- Exercise requirements -
Pick out each line of the records that includes the string "total", and copy it.

BEGIN

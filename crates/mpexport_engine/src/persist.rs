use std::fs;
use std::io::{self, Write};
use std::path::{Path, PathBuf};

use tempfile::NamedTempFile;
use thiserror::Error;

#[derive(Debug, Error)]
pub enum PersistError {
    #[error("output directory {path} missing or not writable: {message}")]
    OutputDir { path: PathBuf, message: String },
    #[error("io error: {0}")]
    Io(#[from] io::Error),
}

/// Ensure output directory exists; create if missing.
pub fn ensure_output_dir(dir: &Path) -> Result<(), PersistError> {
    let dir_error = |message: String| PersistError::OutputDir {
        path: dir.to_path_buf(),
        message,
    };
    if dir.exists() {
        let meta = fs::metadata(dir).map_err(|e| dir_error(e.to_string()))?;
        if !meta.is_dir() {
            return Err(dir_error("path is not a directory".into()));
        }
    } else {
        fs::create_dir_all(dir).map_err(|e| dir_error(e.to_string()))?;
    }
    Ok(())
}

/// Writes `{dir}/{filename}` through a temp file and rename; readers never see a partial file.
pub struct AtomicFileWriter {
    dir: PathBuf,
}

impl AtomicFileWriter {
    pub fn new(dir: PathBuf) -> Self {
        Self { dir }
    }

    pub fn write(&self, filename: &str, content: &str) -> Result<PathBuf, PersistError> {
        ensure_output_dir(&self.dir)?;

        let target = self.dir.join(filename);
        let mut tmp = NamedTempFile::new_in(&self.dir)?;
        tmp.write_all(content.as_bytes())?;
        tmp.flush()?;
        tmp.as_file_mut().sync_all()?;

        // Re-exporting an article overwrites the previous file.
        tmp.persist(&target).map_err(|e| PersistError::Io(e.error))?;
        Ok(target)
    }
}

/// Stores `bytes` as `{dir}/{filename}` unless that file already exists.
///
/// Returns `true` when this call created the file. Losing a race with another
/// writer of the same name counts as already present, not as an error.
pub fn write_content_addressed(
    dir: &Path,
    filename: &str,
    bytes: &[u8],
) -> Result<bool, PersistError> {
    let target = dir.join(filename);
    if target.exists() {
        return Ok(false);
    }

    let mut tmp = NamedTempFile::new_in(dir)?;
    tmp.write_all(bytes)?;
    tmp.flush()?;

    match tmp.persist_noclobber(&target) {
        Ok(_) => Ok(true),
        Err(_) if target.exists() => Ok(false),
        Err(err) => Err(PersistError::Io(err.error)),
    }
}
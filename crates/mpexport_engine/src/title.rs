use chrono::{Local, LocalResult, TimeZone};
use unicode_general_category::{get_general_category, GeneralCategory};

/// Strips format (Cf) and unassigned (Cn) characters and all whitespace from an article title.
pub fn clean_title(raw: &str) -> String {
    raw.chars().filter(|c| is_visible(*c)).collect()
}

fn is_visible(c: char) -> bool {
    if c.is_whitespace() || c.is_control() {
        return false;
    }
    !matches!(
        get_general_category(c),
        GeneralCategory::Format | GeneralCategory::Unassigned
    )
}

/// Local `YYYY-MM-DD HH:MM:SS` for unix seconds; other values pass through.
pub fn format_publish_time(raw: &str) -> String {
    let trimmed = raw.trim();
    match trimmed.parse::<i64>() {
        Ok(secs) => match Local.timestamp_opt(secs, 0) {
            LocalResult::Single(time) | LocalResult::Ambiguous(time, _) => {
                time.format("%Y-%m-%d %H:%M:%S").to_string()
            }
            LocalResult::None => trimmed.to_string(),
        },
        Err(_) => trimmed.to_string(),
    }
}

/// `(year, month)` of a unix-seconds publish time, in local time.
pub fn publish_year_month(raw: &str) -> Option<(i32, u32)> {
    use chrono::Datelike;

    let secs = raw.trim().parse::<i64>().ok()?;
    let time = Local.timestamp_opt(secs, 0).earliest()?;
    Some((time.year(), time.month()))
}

END
BEGIN

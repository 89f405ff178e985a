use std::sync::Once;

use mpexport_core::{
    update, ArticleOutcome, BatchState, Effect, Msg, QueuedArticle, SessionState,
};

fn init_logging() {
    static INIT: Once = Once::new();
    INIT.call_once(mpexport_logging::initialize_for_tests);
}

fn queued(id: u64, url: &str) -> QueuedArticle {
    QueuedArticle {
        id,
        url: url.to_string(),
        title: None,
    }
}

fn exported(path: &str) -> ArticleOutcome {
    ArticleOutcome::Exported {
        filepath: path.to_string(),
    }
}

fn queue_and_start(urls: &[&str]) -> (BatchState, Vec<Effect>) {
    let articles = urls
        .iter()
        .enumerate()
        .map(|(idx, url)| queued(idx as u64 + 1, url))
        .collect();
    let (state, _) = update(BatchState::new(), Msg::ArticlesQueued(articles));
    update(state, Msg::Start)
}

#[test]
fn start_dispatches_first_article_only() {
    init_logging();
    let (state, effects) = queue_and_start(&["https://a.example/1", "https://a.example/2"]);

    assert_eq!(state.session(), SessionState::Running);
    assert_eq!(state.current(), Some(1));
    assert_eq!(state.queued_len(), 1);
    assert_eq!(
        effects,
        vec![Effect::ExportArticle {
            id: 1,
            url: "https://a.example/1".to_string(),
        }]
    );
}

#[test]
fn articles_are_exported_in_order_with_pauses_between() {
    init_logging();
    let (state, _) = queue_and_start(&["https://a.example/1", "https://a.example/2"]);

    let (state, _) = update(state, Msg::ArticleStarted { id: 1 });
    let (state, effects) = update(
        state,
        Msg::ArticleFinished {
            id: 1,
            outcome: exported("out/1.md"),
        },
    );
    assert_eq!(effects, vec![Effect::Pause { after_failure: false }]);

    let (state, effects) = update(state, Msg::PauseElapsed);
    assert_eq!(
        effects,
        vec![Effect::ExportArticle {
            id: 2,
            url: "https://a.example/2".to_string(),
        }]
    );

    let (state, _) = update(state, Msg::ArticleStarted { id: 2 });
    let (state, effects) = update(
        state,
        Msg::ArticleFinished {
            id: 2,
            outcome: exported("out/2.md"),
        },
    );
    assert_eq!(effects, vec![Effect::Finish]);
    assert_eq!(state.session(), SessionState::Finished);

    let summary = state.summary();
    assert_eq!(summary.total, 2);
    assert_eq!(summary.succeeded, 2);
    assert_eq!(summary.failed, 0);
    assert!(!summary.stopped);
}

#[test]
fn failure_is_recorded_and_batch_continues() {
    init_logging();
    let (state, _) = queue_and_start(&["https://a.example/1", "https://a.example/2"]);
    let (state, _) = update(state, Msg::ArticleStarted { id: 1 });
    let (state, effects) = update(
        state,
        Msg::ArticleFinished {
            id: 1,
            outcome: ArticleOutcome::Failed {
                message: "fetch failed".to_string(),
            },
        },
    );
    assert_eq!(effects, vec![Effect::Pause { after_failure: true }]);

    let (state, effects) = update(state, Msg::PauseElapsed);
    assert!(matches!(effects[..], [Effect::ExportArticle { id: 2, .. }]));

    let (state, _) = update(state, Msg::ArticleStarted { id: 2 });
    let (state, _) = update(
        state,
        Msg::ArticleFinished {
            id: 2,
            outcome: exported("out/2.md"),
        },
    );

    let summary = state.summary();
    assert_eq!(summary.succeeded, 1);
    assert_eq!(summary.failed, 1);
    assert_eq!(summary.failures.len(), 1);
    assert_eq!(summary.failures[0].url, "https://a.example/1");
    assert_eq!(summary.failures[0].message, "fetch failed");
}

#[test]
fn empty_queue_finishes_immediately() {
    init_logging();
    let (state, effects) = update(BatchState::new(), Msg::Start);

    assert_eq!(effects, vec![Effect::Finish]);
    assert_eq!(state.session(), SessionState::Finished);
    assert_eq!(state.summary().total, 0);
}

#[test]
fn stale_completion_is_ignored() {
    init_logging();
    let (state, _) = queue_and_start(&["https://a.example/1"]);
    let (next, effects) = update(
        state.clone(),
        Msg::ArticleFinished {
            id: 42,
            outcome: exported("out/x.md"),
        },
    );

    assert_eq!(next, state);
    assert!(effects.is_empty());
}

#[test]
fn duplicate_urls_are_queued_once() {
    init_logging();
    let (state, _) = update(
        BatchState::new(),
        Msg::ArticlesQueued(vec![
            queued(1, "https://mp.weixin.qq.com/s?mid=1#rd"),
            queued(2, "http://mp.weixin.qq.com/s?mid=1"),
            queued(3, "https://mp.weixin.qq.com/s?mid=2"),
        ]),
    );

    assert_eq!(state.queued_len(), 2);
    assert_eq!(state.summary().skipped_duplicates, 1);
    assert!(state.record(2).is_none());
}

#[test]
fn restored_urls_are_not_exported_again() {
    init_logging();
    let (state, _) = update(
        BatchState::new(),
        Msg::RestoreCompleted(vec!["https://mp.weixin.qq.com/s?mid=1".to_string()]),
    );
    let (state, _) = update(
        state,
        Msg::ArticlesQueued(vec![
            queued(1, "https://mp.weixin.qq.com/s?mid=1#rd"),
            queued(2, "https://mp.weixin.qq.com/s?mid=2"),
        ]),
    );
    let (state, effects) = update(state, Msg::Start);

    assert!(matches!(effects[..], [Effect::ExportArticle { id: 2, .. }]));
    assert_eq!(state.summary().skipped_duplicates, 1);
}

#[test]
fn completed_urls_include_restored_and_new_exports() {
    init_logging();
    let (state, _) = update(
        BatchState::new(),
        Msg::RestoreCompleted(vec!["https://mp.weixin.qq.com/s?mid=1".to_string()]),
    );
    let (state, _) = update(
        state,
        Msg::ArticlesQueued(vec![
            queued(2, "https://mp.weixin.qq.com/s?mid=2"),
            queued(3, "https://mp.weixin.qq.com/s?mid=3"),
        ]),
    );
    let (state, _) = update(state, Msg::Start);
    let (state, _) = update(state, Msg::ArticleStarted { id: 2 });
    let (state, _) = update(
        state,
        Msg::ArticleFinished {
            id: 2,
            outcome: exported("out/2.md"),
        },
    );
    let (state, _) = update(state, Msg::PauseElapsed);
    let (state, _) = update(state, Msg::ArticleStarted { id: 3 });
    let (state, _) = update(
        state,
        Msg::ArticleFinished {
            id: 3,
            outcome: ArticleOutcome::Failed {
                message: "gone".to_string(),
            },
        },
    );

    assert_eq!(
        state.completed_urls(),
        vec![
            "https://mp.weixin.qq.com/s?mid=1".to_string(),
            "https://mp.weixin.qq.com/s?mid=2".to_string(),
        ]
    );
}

END
BEGIN

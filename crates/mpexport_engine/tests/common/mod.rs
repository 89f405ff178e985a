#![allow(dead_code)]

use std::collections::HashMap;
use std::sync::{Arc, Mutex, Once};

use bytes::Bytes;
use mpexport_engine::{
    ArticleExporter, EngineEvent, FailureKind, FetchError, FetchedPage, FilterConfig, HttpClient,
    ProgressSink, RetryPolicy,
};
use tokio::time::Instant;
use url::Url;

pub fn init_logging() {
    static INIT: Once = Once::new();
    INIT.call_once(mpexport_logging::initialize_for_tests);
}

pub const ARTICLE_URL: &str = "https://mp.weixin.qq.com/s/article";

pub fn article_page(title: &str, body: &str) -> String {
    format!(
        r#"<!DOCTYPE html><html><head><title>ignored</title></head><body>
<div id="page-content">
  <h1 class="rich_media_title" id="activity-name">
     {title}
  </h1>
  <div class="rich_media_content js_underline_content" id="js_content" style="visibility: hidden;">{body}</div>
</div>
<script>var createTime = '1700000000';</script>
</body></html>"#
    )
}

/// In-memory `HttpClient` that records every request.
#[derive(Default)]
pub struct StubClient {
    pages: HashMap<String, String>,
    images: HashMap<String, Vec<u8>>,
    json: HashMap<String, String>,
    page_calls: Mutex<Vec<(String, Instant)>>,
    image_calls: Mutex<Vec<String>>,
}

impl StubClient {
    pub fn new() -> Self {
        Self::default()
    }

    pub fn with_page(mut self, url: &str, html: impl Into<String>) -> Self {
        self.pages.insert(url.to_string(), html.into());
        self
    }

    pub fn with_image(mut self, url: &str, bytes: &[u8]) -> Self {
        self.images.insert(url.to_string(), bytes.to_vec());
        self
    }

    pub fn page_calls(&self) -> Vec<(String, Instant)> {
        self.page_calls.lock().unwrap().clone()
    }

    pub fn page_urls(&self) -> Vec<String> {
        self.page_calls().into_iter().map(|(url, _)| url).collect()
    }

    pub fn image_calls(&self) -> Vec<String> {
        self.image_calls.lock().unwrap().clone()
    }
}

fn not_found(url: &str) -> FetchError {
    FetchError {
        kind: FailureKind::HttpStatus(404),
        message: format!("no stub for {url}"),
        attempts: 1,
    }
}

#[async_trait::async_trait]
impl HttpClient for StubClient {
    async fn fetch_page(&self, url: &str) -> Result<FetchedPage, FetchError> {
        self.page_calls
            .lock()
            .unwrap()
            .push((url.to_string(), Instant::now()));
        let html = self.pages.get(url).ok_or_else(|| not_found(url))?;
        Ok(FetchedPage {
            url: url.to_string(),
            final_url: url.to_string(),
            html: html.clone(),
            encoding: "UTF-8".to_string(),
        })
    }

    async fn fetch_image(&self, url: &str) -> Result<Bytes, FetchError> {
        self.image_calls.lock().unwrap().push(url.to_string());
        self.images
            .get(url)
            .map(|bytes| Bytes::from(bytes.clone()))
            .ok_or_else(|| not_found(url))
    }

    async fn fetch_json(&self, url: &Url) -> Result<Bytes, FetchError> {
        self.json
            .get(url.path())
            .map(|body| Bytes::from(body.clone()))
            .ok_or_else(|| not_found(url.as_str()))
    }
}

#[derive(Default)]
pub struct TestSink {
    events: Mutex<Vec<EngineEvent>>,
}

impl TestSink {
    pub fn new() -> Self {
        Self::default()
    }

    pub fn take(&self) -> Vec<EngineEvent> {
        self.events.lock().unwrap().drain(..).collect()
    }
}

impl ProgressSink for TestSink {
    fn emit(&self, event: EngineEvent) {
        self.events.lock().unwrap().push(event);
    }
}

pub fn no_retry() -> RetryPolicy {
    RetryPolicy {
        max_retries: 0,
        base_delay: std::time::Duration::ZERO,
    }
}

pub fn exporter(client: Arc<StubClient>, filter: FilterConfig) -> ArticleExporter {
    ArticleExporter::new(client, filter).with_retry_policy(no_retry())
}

END

- Task result -
    assert_eq!(summary.total, 2);
    assert_eq!(state.summary().total, 0);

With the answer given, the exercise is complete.